August 15th marks 50 years since President Richard Nixon completed the United States’ break from the gold standard by ending foreign investors’ ability to convert dollars to gold in 1971.

NIXON: We must protect the position of the American dollar as a pillar of monetary stability around the world...

The United States had been on the gold standard since 1879. Under that standard, the U.S. dollar correlated to a certain amount of actual gold.

The gold standard had been on its way out for decades.
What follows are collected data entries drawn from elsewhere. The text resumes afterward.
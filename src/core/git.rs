//! Repository state reading and config writes.
//!
//! This module provides the read side of git-menu through the [`GitRepo`] struct.
//! It wraps the `git2` library to snapshot everything the fetch and pull menus
//! look at: HEAD with its upstream and push remote, the configured remotes,
//! every ref, and the registered submodules. All reads are local; nothing here
//! talks to the network.
//!
//! Writes go the other way: [`set_config_variable`] shells out to `git config`
//! through a [`CommandRunner`] so that the external tool stays the only writer
//! of the repository's configuration.
//!
//! # Public API
//! - [`GitRepo`]: Repository discovery and state snapshots
//! - [`set_config_variable`]: Persist one config key through the runner

use crate::core::{
    error::{GitMenuError, Result},
    runner::CommandRunner,
    state::{Head, Ref, RefKind, Remote, RemoteBranch, RemoteLink, RepoState, Submodule},
};
use git2::{BranchType, Repository};
use std::path::{Path, PathBuf};

const HEADS_PREFIX: &str = "refs/heads/";

pub struct GitRepo {
    repo: Repository,
}

impl GitRepo {
    pub fn open<P: AsRef<Path>>(path: P) -> Result<Self> {
        let repo = Repository::discover(path).map_err(|e| {
            log::debug!("Repository discovery failed: {e}");
            GitMenuError::NotInGitRepo
        })?;
        if repo.is_bare() {
            return Err(GitMenuError::BareRepository);
        }
        Ok(GitRepo { repo })
    }

    pub fn workdir(&self) -> Result<PathBuf> {
        self.repo
            .workdir()
            .map(Path::to_path_buf)
            .ok_or(GitMenuError::BareRepository)
    }

    /// Read everything the menus need into a fresh [`RepoState`]
    pub fn snapshot(&self) -> Result<RepoState> {
        let state = RepoState {
            workdir: self.workdir()?,
            head: self.read_head()?,
            remotes: self.read_remotes()?,
            refs: self.read_refs()?,
            submodules: self.read_submodules()?,
        };

        log::debug!(
            "Snapshot: head={:?}, {} remotes, {} refs, {} submodules",
            state.head.name,
            state.remotes.len(),
            state.refs.len(),
            state.submodules.len()
        );

        Ok(state)
    }

    pub fn read_head(&self) -> Result<Head> {
        // HEAD may point at an unborn branch, so read the symbolic target
        // instead of resolving it.
        let head_ref = self.repo.find_reference("HEAD")?;
        let name = head_ref
            .symbolic_target()
            .and_then(|target| target.strip_prefix(HEADS_PREFIX))
            .map(str::to_string);

        let commit = self
            .repo
            .head()
            .ok()
            .and_then(|head| head.target())
            .map(|oid| oid.to_string());

        let (upstream, push_remote) = match &name {
            Some(branch) => (self.read_upstream(branch)?, self.read_push_remote(branch)?),
            None => (None, None),
        };

        Ok(Head {
            name,
            commit,
            upstream,
            push_remote,
        })
    }

    fn read_upstream(&self, branch: &str) -> Result<Option<RemoteLink>> {
        let config = self.repo.config()?.snapshot()?;
        let remote = config.get_string(&format!("branch.{branch}.remote")).ok();
        let merge = config.get_string(&format!("branch.{branch}.merge")).ok();

        Ok(match (remote, merge) {
            (Some(remote), Some(merge)) => {
                let name = merge.strip_prefix(HEADS_PREFIX).unwrap_or(&merge);
                Some(RemoteLink::new(remote, name))
            }
            _ => None,
        })
    }

    fn read_push_remote(&self, branch: &str) -> Result<Option<RemoteLink>> {
        let config = self.repo.config()?.snapshot()?;
        let remote = config
            .get_string(&format!("branch.{branch}.pushRemote"))
            .or_else(|_| config.get_string("remote.pushDefault"))
            .ok();

        Ok(remote.map(|remote| RemoteLink::new(remote, branch)))
    }

    pub fn read_remotes(&self) -> Result<Vec<Remote>> {
        let names: Vec<String> = self
            .repo
            .remotes()?
            .iter()
            .flatten()
            .map(str::to_string)
            .collect();
        let tracking = self.remote_tracking_branches()?;

        let mut remotes = Vec::with_capacity(names.len());
        for name in names {
            let remote = self.repo.find_remote(&name)?;
            let fetch_url = remote.url().map(str::to_string);
            let push_url = remote.pushurl().map(str::to_string).or(fetch_url.clone());
            let prefix = format!("{name}/");
            let branches = tracking
                .iter()
                .filter(|branch| branch.name.starts_with(&prefix))
                .cloned()
                .collect();

            remotes.push(Remote {
                name,
                fetch_url,
                push_url,
                branches,
            });
        }

        Ok(remotes)
    }

    fn remote_tracking_branches(&self) -> Result<Vec<RemoteBranch>> {
        let mut branches = Vec::new();
        for entry in self.repo.branches(Some(BranchType::Remote))? {
            let (branch, _) = entry?;
            let Some(name) = branch.name()? else {
                continue;
            };
            // `<remote>/HEAD` is a symbolic alias, not a branch
            if name.ends_with("/HEAD") {
                continue;
            }
            branches.push(RemoteBranch {
                name: name.to_string(),
                commit: branch.get().target().map(|oid| oid.to_string()),
            });
        }
        Ok(branches)
    }

    pub fn read_refs(&self) -> Result<Vec<Ref>> {
        let remote_names: Vec<String> = self
            .repo
            .remotes()?
            .iter()
            .flatten()
            .map(str::to_string)
            .collect();

        let mut refs = Vec::new();

        for entry in self.repo.branches(Some(BranchType::Local))? {
            let (branch, _) = entry?;
            if let Some(name) = branch.name()? {
                refs.push(Ref {
                    name: name.to_string(),
                    kind: RefKind::Head,
                    remote: None,
                    commit: branch.get().target().map(|oid| oid.to_string()),
                });
            }
        }

        for branch in self.remote_tracking_branches()? {
            let remote = remote_names
                .iter()
                .find(|remote| branch.name.starts_with(&format!("{remote}/")))
                .cloned();
            refs.push(Ref {
                name: branch.name,
                kind: RefKind::RemoteHead,
                remote,
                commit: branch.commit,
            });
        }

        for tag in self.repo.tag_names(None)?.iter().flatten() {
            let commit = self
                .repo
                .find_reference(&format!("refs/tags/{tag}"))
                .ok()
                .and_then(|reference| reference.peel_to_commit().ok())
                .map(|commit| commit.id().to_string());
            refs.push(Ref {
                name: tag.to_string(),
                kind: RefKind::Tag,
                remote: None,
                commit,
            });
        }

        Ok(refs)
    }

    pub fn read_submodules(&self) -> Result<Vec<Submodule>> {
        Ok(self
            .repo
            .submodules()?
            .iter()
            .map(|submodule| Submodule {
                name: submodule.name().unwrap_or_default().to_string(),
                path: submodule.path().to_path_buf(),
            })
            .collect())
    }
}

/// Write one configuration key through the external tool
pub fn set_config_variable(
    runner: &dyn CommandRunner,
    repository: &RepoState,
    key: &str,
    value: &str,
) -> Result<()> {
    log::debug!("Setting git config {key} = {value}");

    let args = vec!["config".to_string(), key.to_string(), value.to_string()];
    runner
        .run(&repository.workdir, &args)
        .map(|_| ())
        .map_err(|e| match e {
            GitMenuError::CommandFailed { stderr, .. } => {
                GitMenuError::config_write_failed(key, stderr)
            }
            other => other,
        })
}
In the 1930s, the U.S. government under President Franklin Delano Roosevelt stopped redeeming federal reserve notes—that is, dollar bills—for gold coins.

NEWSREEL: A bank holiday in effect two days after FDR’s inauguration was the first measure to halt the drift toward economic chaos that had begun with the Great Depression of ‘29. One immediate result: Not enough ready money to go around, as if there ever was!

In the late 1960s and early 1970s, the United States printed a lot of money. That weakened the purchasing power of the dollar, and foreign banks and private investors began to cash in their U.S. dollars for gold coins. But, Nixon put a stop to that.

NIXON: I have directed the Secretary of the Treasury to take the action necessary to defend the dollar against the speculators. I have directed Secretary Connolly to suspend temporarily the convertibility of the dollar into gold or other Reserve assets…

Today, the United States follows a fiat system, meaning the dollar isn’t backed by any actual commodity.

In 2019, Federal Reserve Chairman Jerome Powell answered a congresswoman who asked if he thought the country should return to the gold standard. Short answer? No.

POWELL: You’ve assigned us the job of two direct, real economy objectives: maximum employment, stable prices. If you assigned us, “Stabilize the price of gold,” monetary policy could do that, but the other things would fluctuate…

All that glitters is certainly not gold. Today, no currency in the world uses the gold standard.


That’s this week’s History Book. I’m Katie Gaultney.

WORLD Radio transcripts are created on a rush deadline. This text may not be in its final form and may be updated or revised in the future. Accuracy and availability may vary. The authoritative record of WORLD Radio programming is the audio record.